SOURCE MATERIAL Block Start

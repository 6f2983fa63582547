//! In-process transport for tests and embedding.
//!
//! Every URL behaves like a relay that accepts connections unless refused.
//! The caller plays the relay side: it reads what the pool sent and injects
//! fragments and close frames.

use super::{FragmentData, Transport, TransportConnection, TransportFrame, TransportSink};
use crate::error::{ClientError, Result};
use async_trait::async_trait;
use serde_json::Value;
use std::collections::{HashMap, HashSet};
use std::sync::{Arc, Mutex, MutexGuard, PoisonError};
use tokio::sync::mpsc;

#[derive(Default)]
struct MemoryRelay {
    frames: Option<mpsc::UnboundedSender<TransportFrame>>,
    generation: u64,
    attempts: usize,
    opens: usize,
    sent: Vec<String>,
}

#[derive(Default)]
struct MemoryState {
    relays: HashMap<String, MemoryRelay>,
    refused: HashSet<String>,
}

#[derive(Clone, Default)]
pub struct MemoryTransport {
    state: Arc<Mutex<MemoryState>>,
}

impl MemoryTransport {
    pub fn new() -> Self {
        Self::default()
    }

    fn lock(&self) -> MutexGuard<'_, MemoryState> {
        self.state.lock().unwrap_or_else(PoisonError::into_inner)
    }

    /// Make every following `open` for `url` fail.
    pub fn refuse(&self, url: &str) {
        self.lock().refused.insert(url.to_string());
    }

    /// Undo [`MemoryTransport::refuse`].
    pub fn accept(&self, url: &str) {
        self.lock().refused.remove(url);
    }

    /// Number of `open` calls for `url`, refused ones included.
    pub fn open_attempts(&self, url: &str) -> usize {
        self.lock().relays.get(url).map_or(0, |relay| relay.attempts)
    }

    /// Number of successful opens for `url`.
    pub fn open_count(&self, url: &str) -> usize {
        self.lock().relays.get(url).map_or(0, |relay| relay.opens)
    }

    /// Whether the latest connection for `url` is still live on both ends.
    pub fn is_connected(&self, url: &str) -> bool {
        self.lock()
            .relays
            .get(url)
            .and_then(|relay| relay.frames.as_ref())
            .is_some_and(|frames| !frames.is_closed())
    }

    /// Every text sent to `url`, across all of its connections, in order.
    pub fn sent(&self, url: &str) -> Vec<String> {
        self.lock()
            .relays
            .get(url)
            .map(|relay| relay.sent.clone())
            .unwrap_or_default()
    }

    /// [`MemoryTransport::sent`] parsed as JSON; unparsable entries are skipped.
    pub fn sent_json(&self, url: &str) -> Vec<Value> {
        self.sent(url)
            .iter()
            .filter_map(|text| serde_json::from_str(text).ok())
            .collect()
    }

    /// Deliver one fragment on the live connection for `url`.
    ///
    /// Returns `false` when no live connection exists; the fragment is dropped.
    pub fn push_fragment(&self, url: &str, data: FragmentData, is_final: bool) -> bool {
        self.deliver(url, TransportFrame::Fragment { data, is_final })
    }

    /// Deliver a complete text message on the live connection for `url`.
    pub fn push_text(&self, url: &str, text: impl Into<String>) -> bool {
        self.push_fragment(url, FragmentData::Text(text.into()), true)
    }

    /// Close the live connection for `url` from the relay side.
    pub fn close(&self, url: &str, code: u16, reason: &str) -> bool {
        let delivered = self.deliver(
            url,
            TransportFrame::Closed {
                code,
                reason: reason.to_string(),
            },
        );
        if let Some(relay) = self.lock().relays.get_mut(url) {
            relay.frames = None;
        }
        delivered
    }

    /// Drop the live connection for `url` without a close frame, as a
    /// network failure would.
    pub fn sever(&self, url: &str) -> bool {
        self.lock()
            .relays
            .get_mut(url)
            .and_then(|relay| relay.frames.take())
            .is_some()
    }

    fn deliver(&self, url: &str, frame: TransportFrame) -> bool {
        self.lock()
            .relays
            .get(url)
            .and_then(|relay| relay.frames.as_ref())
            .is_some_and(|frames| frames.send(frame).is_ok())
    }
}

#[async_trait]
impl Transport for MemoryTransport {
    async fn open(&self, url: &str) -> Result<TransportConnection> {
        let mut state = self.lock();
        let refused = state.refused.contains(url);
        let relay = state.relays.entry(url.to_string()).or_default();
        relay.attempts += 1;
        if refused {
            return Err(ClientError::Connection(format!("connection refused: {}", url)));
        }

        let (frames_tx, frames_rx) = mpsc::unbounded_channel();
        relay.frames = Some(frames_tx);
        relay.generation += 1;
        relay.opens += 1;

        Ok(TransportConnection {
            sink: Box::new(MemorySink {
                url: url.to_string(),
                generation: relay.generation,
                state: Arc::clone(&self.state),
            }),
            frames: frames_rx,
        })
    }
}

struct MemorySink {
    url: String,
    generation: u64,
    state: Arc<Mutex<MemoryState>>,
}

impl MemorySink {
    fn with_live_relay<T>(&self, apply: impl FnOnce(&mut MemoryRelay) -> T) -> Result<T> {
        let mut state = self.state.lock().unwrap_or_else(PoisonError::into_inner);
        match state.relays.get_mut(&self.url) {
            Some(relay) if relay.generation == self.generation && relay.frames.is_some() => {
                Ok(apply(relay))
            }
            _ => Err(ClientError::NotConnected),
        }
    }
}

#[async_trait]
impl TransportSink for MemorySink {
    async fn send(&mut self, text: String) -> Result<()> {
        self.with_live_relay(|relay| relay.sent.push(text))
    }

    async fn close(&mut self) -> Result<()> {
        // Closing twice, or after the relay side hung up, is not an error.
        let _ = self.with_live_relay(|relay| relay.frames = None);
        Ok(())
    }
}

SOURCE MATERIAL Block End

• WHAT THE EXERCISE ASKS:
For every entry above, write out an exact copy.

• TASK RESPONSE:
repository 6f2983fa63582547
//! In-process transport for tests and embedding.
//!
//! Every URL behaves like a relay that accepts connections unless refused.
//! The caller plays the relay side: it reads what the pool sent and injects
//! fragments and close frames.

use super::{FragmentData, Transport, TransportConnection, TransportFrame, TransportSink};
use crate::error::{ClientError, Result};
use async_trait::async_trait;
use serde_json::Value;
use std::collections::{HashMap, HashSet};
use std::sync::{Arc, Mutex, MutexGuard, PoisonError};
use tokio::sync::mpsc;

#[derive(Default)]
struct MemoryRelay {
    frames: Option<mpsc::UnboundedSender<TransportFrame>>,
    generation: u64,
    attempts: usize,
    opens: usize,
    sent: Vec<String>,
}

#[derive(Default)]
struct MemoryState {
    relays: HashMap<String, MemoryRelay>,
    refused: HashSet<String>,
}

#[derive(Clone, Default)]
pub struct MemoryTransport {
    state: Arc<Mutex<MemoryState>>,
}

impl MemoryTransport {
    pub fn new() -> Self {
        Self::default()
    }

    fn lock(&self) -> MutexGuard<'_, MemoryState> {
        self.state.lock().unwrap_or_else(PoisonError::into_inner)
    }

    /// Make every following `open` for `url` fail.
    pub fn refuse(&self, url: &str) {
        self.lock().refused.insert(url.to_string());
    }

    /// Undo [`MemoryTransport::refuse`].
    pub fn accept(&self, url: &str) {
        self.lock().refused.remove(url);
    }

    /// Number of `open` calls for `url`, refused ones included.
    pub fn open_attempts(&self, url: &str) -> usize {
        self.lock().relays.get(url).map_or(0, |relay| relay.attempts)
    }

    /// Number of successful opens for `url`.
    pub fn open_count(&self, url: &str) -> usize {
        self.lock().relays.get(url).map_or(0, |relay| relay.opens)
    }

    /// Whether the latest connection for `url` is still live on both ends.
    pub fn is_connected(&self, url: &str) -> bool {
        self.lock()
            .relays
            .get(url)
            .and_then(|relay| relay.frames.as_ref())
            .is_some_and(|frames| !frames.is_closed())
    }

    /// Every text sent to `url`, across all of its connections, in order.
    pub fn sent(&self, url: &str) -> Vec<String> {
        self.lock()
            .relays
            .get(url)
            .map(|relay| relay.sent.clone())
            .unwrap_or_default()
    }

    /// [`MemoryTransport::sent`] parsed as JSON; unparsable entries are skipped.
    pub fn sent_json(&self, url: &str) -> Vec<Value> {
        self.sent(url)
            .iter()
            .filter_map(|text| serde_json::from_str(text).ok())
            .collect()
    }

    /// Deliver one fragment on the live connection for `url`.
    ///
    /// Returns `false` when no live connection exists; the fragment is dropped.
    pub fn push_fragment(&self, url: &str, data: FragmentData, is_final: bool) -> bool {
        self.deliver(url, TransportFrame::Fragment { data, is_final })
    }

    /// Deliver a complete text message on the live connection for `url`.
    pub fn push_text(&self, url: &str, text: impl Into<String>) -> bool {
        self.push_fragment(url, FragmentData::Text(text.into()), true)
    }

    /// Close the live connection for `url` from the relay side.
    pub fn close(&self, url: &str, code: u16, reason: &str) -> bool {
        let delivered = self.deliver(
            url,
            TransportFrame::Closed {
                code,
                reason: reason.to_string(),
            },
        );
        if let Some(relay) = self.lock().relays.get_mut(url) {
            relay.frames = None;
        }
        delivered
    }

    /// Drop the live connection for `url` without a close frame, as a
    /// network failure would.
    pub fn sever(&self, url: &str) -> bool {
        self.lock()
            .relays
            .get_mut(url)
            .and_then(|relay| relay.frames.take())
            .is_some()
    }

    fn deliver(&self, url: &str, frame: TransportFrame) -> bool {
        self.lock()
            .relays
            .get(url)
            .and_then(|relay| relay.frames.as_ref())
            .is_some_and(|frames| frames.send(frame).is_ok())
    }
}

#[async_trait]
impl Transport for MemoryTransport {
    async fn open(&self, url: &str) -> Result<TransportConnection> {
        let mut state = self.lock();
        let refused = state.refused.contains(url);
        let relay = state.relays.entry(url.to_string()).or_default();
        relay.attempts += 1;
        if refused {
            return Err(ClientError::Connection(format!("connection refused: {}", url)));
        }

        let (frames_tx, frames_rx) = mpsc::unbounded_channel();
        relay.frames = Some(frames_tx);
        relay.generation += 1;
        relay.opens += 1;

        Ok(TransportConnection {
            sink: Box::new(MemorySink {
                url: url.to_string(),
                generation: relay.generation,
                state: Arc::clone(&self.state),
            }),
            frames: frames_rx,
        })
    }
}

struct MemorySink {
    url: String,
    generation: u64,
    state: Arc<Mutex<MemoryState>>,
}

impl MemorySink {
    fn with_live_relay<T>(&self, apply: impl FnOnce(&mut MemoryRelay) -> T) -> Result<T> {
        let mut state = self.state.lock().unwrap_or_else(PoisonError::into_inner);
        match state.relays.get_mut(&self.url) {
            Some(relay) if relay.generation == self.generation && relay.frames.is_some() => {
                Ok(apply(relay))
            }
            _ => Err(ClientError::NotConnected),
        }
    }
}

#[async_trait]
impl TransportSink for MemorySink {
    async fn send(&mut self, text: String) -> Result<()> {
        self.with_live_relay(|relay| relay.sent.push(text))
    }

    async fn close(&mut self) -> Result<()> {
        // Closing twice, or after the relay side hung up, is not an error.
        let _ = self.with_live_relay(|relay| relay.frames = None);
        Ok(())
    }
}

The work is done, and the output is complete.